Hou Jue, Guo Zijian, Cai Tianxi
Division of Biostatistics, University of Minnesota School of Public Health, Minneapolis, MN 55455, USA.
Department of Statistics, Rutgers University, Piscataway, NJ 08854-8019, USA.
J Mach Learn Res. 2023 Jan-Dec;24.
Risk modeling with electronic health records (EHR) data is challenging due to no direct observations of the disease outcome and the high-dimensional predictors. In this paper, we develop a surrogate assisted semi-supervised learning approach, leveraging small labeled data with annotated outcomes and extensive unlabeled data of outcome surrogates and high-dimensional predictors. We propose to impute the unobserved outcomes by constructing a sparse imputation model with outcome surrogates and high-dimensional predictors. We further conduct a one-step bias correction to enable interval estimation for the risk prediction. Our inference procedure is valid even if both the imputation and risk prediction models are misspecified. Our novel way of ultilizing unlabelled data enables the high-dimensional statistical inference for the challenging setting with a dense risk prediction model. We present an extensive simulation study to demonstrate the superiority of our approach compared to existing supervised methods. We apply the method to genetic risk prediction of type-2 diabetes mellitus using an EHR biobank cohort.

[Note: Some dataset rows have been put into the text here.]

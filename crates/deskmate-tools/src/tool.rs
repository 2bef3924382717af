// SPDX-FileCopyrightText: 2026 Deskmate Contributors
// SPDX-License-Identifier: MIT OR Apache-2.0

//! Tool trait and registry for the mock task subsystems.
//!
//! The [`Tool`] trait defines the unified interface every task tool
//! implements. The [`ToolRegistry`] manages tool lookup by name, generates
//! the [`ToolSpec`] catalog for the completion engine, and dispatches tool
//! calls. Dispatch never fails: unknown tools and handler errors come back
//! as error-shaped [`ToolOutput`] data for the model to read.

use std::collections::HashMap;
use std::sync::Arc;

use async_trait::async_trait;
use deskmate_core::types::ToolSpec;
use deskmate_core::DeskmateError;
use serde::{Deserialize, Serialize};
use tracing::{debug, warn};

/// Output from a tool invocation.
#[derive(Debug, Clone, Serialize, Deserialize)]
pub struct ToolOutput {
    /// The content returned by the tool, as a JSON-encoded string.
    pub content: String,
    /// Whether the tool invocation resulted in an error.
    pub is_error: bool,
}

impl ToolOutput {
    /// Wraps a serializable result as a successful output.
    pub fn json(value: &impl Serialize) -> Self {
        Self {
            content: serde_json::to_string(value).unwrap_or_else(|_| "null".to_string()),
            is_error: false,
        }
    }

    /// Wraps an error message as `{"error": ...}` data.
    pub fn error(message: impl Into<String>) -> Self {
        Self {
            content: serde_json::json!({ "error": message.into() }).to_string(),
            is_error: true,
        }
    }
}

/// Unified trait for all task tools.
///
/// Every tool provides a name, description, JSON Schema for its parameters,
/// and an async `invoke` method. The chat engine calls `invoke` with the
/// requesting employee's id and the parsed JSON arguments from the model's
/// tool call.
#[async_trait]
pub trait Tool: Send + Sync {
    /// Returns the tool's unique name (used for lookup and API serialization).
    fn name(&self) -> &str;

    /// Returns a human-readable description of what the tool does.
    fn description(&self) -> &str;

    /// Returns the JSON Schema describing the tool's input parameters.
    fn parameters_schema(&self) -> serde_json::Value;

    /// Invokes the tool for the given employee with the given JSON input.
    async fn invoke(
        &self,
        employee_id: &str,
        input: serde_json::Value,
    ) -> Result<ToolOutput, DeskmateError>;
}

/// Registry of available tools, indexed by name.
pub struct ToolRegistry {
    tools: HashMap<String, Arc<dyn Tool>>,
}

impl ToolRegistry {
    /// Creates an empty tool registry.
    pub fn new() -> Self {
        Self {
            tools: HashMap::new(),
        }
    }

    /// Registers a tool. The tool is indexed by its `name()`.
    pub fn register(&mut self, tool: Arc<dyn Tool>) {
        self.tools.insert(tool.name().to_string(), tool);
    }

    /// Looks up a tool by name.
    pub fn get(&self, name: &str) -> Option<Arc<dyn Tool>> {
        self.tools.get(name).cloned()
    }

    /// Returns (name, description) pairs for all registered tools.
    pub fn list(&self) -> Vec<(&str, &str)> {
        let mut entries: Vec<(&str, &str)> = self
            .tools
            .values()
            .map(|t| (t.name(), t.description()))
            .collect();
        entries.sort_by_key(|(name, _)| *name);
        entries
    }

    /// Returns the tool catalog for the completion engine, sorted by name.
    pub fn tool_specs(&self) -> Vec<ToolSpec> {
        let mut specs: Vec<ToolSpec> = self
            .tools
            .values()
            .map(|t| ToolSpec {
                name: t.name().to_string(),
                description: t.description().to_string(),
                parameters: t.parameters_schema(),
            })
            .collect();
        specs.sort_by(|a, b| a.name.cmp(&b.name));
        specs
    }

    /// Dispatches a tool call for an employee.
    ///
    /// Never returns an error: an unknown tool name or a failing handler is
    /// converted into error-shaped output so the model can relay it.
    pub async fn dispatch(
        &self,
        name: &str,
        employee_id: &str,
        input: serde_json::Value,
    ) -> ToolOutput {
        let Some(tool) = self.get(name) else {
            warn!(tool = name, "tool call for unregistered tool");
            return ToolOutput::error(format!("Unknown tool: {name}"));
        };
        debug!(tool = name, employee_id, "executing tool");
        match tool.invoke(employee_id, input).await {
            Ok(output) => output,
            Err(e) => {
                warn!(tool = name, error = %e, "tool invocation failed");
                ToolOutput::error(e.to_string())
            }
        }
    }

    /// Returns the number of registered tools.
    pub fn len(&self) -> usize {
        self.tools.len()
    }

    /// Returns true if no tools are registered.
    pub fn is_empty(&self) -> bool {
        self.tools.is_empty()
    }
}

impl Default for ToolRegistry {
    fn default() -> Self {
        Self::new()
    }
}

/// Generates a human-readable prefixed id: `{prefix}-XXXXXXXX` using the
/// first 8 hex characters of a v4 UUID, uppercased.
pub(crate) fn prefixed_id(prefix: &str) -> String {
    let uuid = uuid::Uuid::new_v4().simple().to_string();
    format!("{prefix}-{}", uuid[..8].to_uppercase())
}

/// Today's date as YYYY-MM-DD (UTC).
pub(crate) fn today() -> String {
    chrono::Utc::now().format("%Y-%m-%d").to_string()
}

/// Current instant as an RFC 3339 timestamp.
pub(crate) fn now_rfc3339() -> String {
    chrono::Utc::now().to_rfc3339()
}

#[cfg(test)]
mod tests {
    use super::*;

    /// A simple test tool for registry tests.
    struct EchoTool;

    #[async_trait]
    impl Tool for EchoTool {
        fn name(&self) -> &str {
            "echo"
        }

        fn description(&self) -> &str {
            "Echoes the input back"
        }

        fn parameters_schema(&self) -> serde_json::Value {
            serde_json::json!({
                "type": "object",
                "properties": {
                    "message": { "type": "string", "description": "Message to echo" }
                },
                "required": ["message"]
            })
        }

        async fn invoke(
            &self,
            _employee_id: &str,
            input: serde_json::Value,
        ) -> Result<ToolOutput, DeskmateError> {
            let message = input["message"].as_str().unwrap_or("no message");
            Ok(ToolOutput::json(&serde_json::json!({ "echo": message })))
        }
    }

    /// A tool whose handler always fails, for dispatch tests.
    struct FailingTool;

    #[async_trait]
    impl Tool for FailingTool {
        fn name(&self) -> &str {
            "failing"
        }

        fn description(&self) -> &str {
            "Always fails"
        }

        fn parameters_schema(&self) -> serde_json::Value {
            serde_json::json!({"type": "object", "properties": {}})
        }

        async fn invoke(
            &self,
            _employee_id: &str,
            _input: serde_json::Value,
        ) -> Result<ToolOutput, DeskmateError> {
            Err(DeskmateError::Internal("boom".into()))
        }
    }

    #[test]
    fn registry_registers_and_retrieves_tools() {
        let mut registry = ToolRegistry::new();
        registry.register(Arc::new(EchoTool));

        let tool = registry.get("echo");
        assert!(tool.is_some());
        assert_eq!(tool.unwrap().name(), "echo");
    }

    #[test]
    fn registry_returns_none_for_unknown_tools() {
        let registry = ToolRegistry::new();
        assert!(registry.get("nonexistent").is_none());
    }

    #[test]
    fn tool_specs_are_sorted_by_name() {
        let mut registry = ToolRegistry::new();
        registry.register(Arc::new(FailingTool));
        registry.register(Arc::new(EchoTool));

        let specs = registry.tool_specs();
        assert_eq!(specs.len(), 2);
        assert_eq!(specs[0].name, "echo");
        assert_eq!(specs[1].name, "failing");
        assert_eq!(specs[0].parameters["type"], "object");
    }

    #[tokio::test]
    async fn dispatch_unknown_tool_returns_error_data() {
        let registry = ToolRegistry::new();
        let output = registry
            .dispatch("no_such_tool", "EMP001", serde_json::json!({}))
            .await;
        assert!(output.is_error);
        let body: serde_json::Value = serde_json::from_str(&output.content).unwrap();
        assert_eq!(body["error"], "Unknown tool: no_such_tool");
    }

    #[tokio::test]
    async fn dispatch_failing_handler_returns_error_data() {
        let mut registry = ToolRegistry::new();
        registry.register(Arc::new(FailingTool));

        let output = registry
            .dispatch("failing", "EMP001", serde_json::json!({}))
            .await;
        assert!(output.is_error);
        assert!(output.content.contains("boom"));
    }

    #[tokio::test]
    async fn dispatch_success_returns_tool_output() {
        let mut registry = ToolRegistry::new();
        registry.register(Arc::new(EchoTool));

        let output = registry
            .dispatch("echo", "EMP001", serde_json::json!({"message": "hello"}))
            .await;
        assert!(!output.is_error);
        let body: serde_json::Value = serde_json::from_str(&output.content).unwrap();
        assert_eq!(body["echo"], "hello");
    }

    #[test]
    fn prefixed_id_shape() {
        let id = prefixed_id("CAB");
        assert!(id.starts_with("CAB-"));
        assert_eq!(id.len(), 4 + 8);
        let suffix = &id[4..];
        assert!(suffix
            .chars()
            .all(|c| c.is_ascii_digit() || c.is_ascii_uppercase()));
    }

    #[test]
    fn prefixed_ids_are_unique() {
        let a = prefixed_id("TS");
        let b = prefixed_id("TS");
        assert_ne!(a, b);
    }
}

利用电子健康记录(EHR)数据进行风险建模具有挑战性,这是由于无法直接观察疾病结局以及预测变量具有高维度性。在本文中,我们开发了一种替代辅助半监督学习方法,利用带有注释结局的少量标记数据以及结局替代指标和高维度预测变量的大量未标记数据。我们建议通过构建一个包含结局替代指标和高维度预测变量的稀疏插补模型来插补未观察到的结局。我们进一步进行一步偏差校正,以实现风险预测的区间估计。即使插补模型和风险预测模型都设定错误,我们的推断过程仍然有效。我们利用未标记数据的新颖方法能够在具有密集风险预测模型的具有挑战性的环境中进行高维统计推断。我们进行了广泛的模拟研究,以证明我们的方法相对于现有监督方法的优越性。我们将该方法应用于使用EHR生物样本队列对2型糖尿病进行遗传风险预测。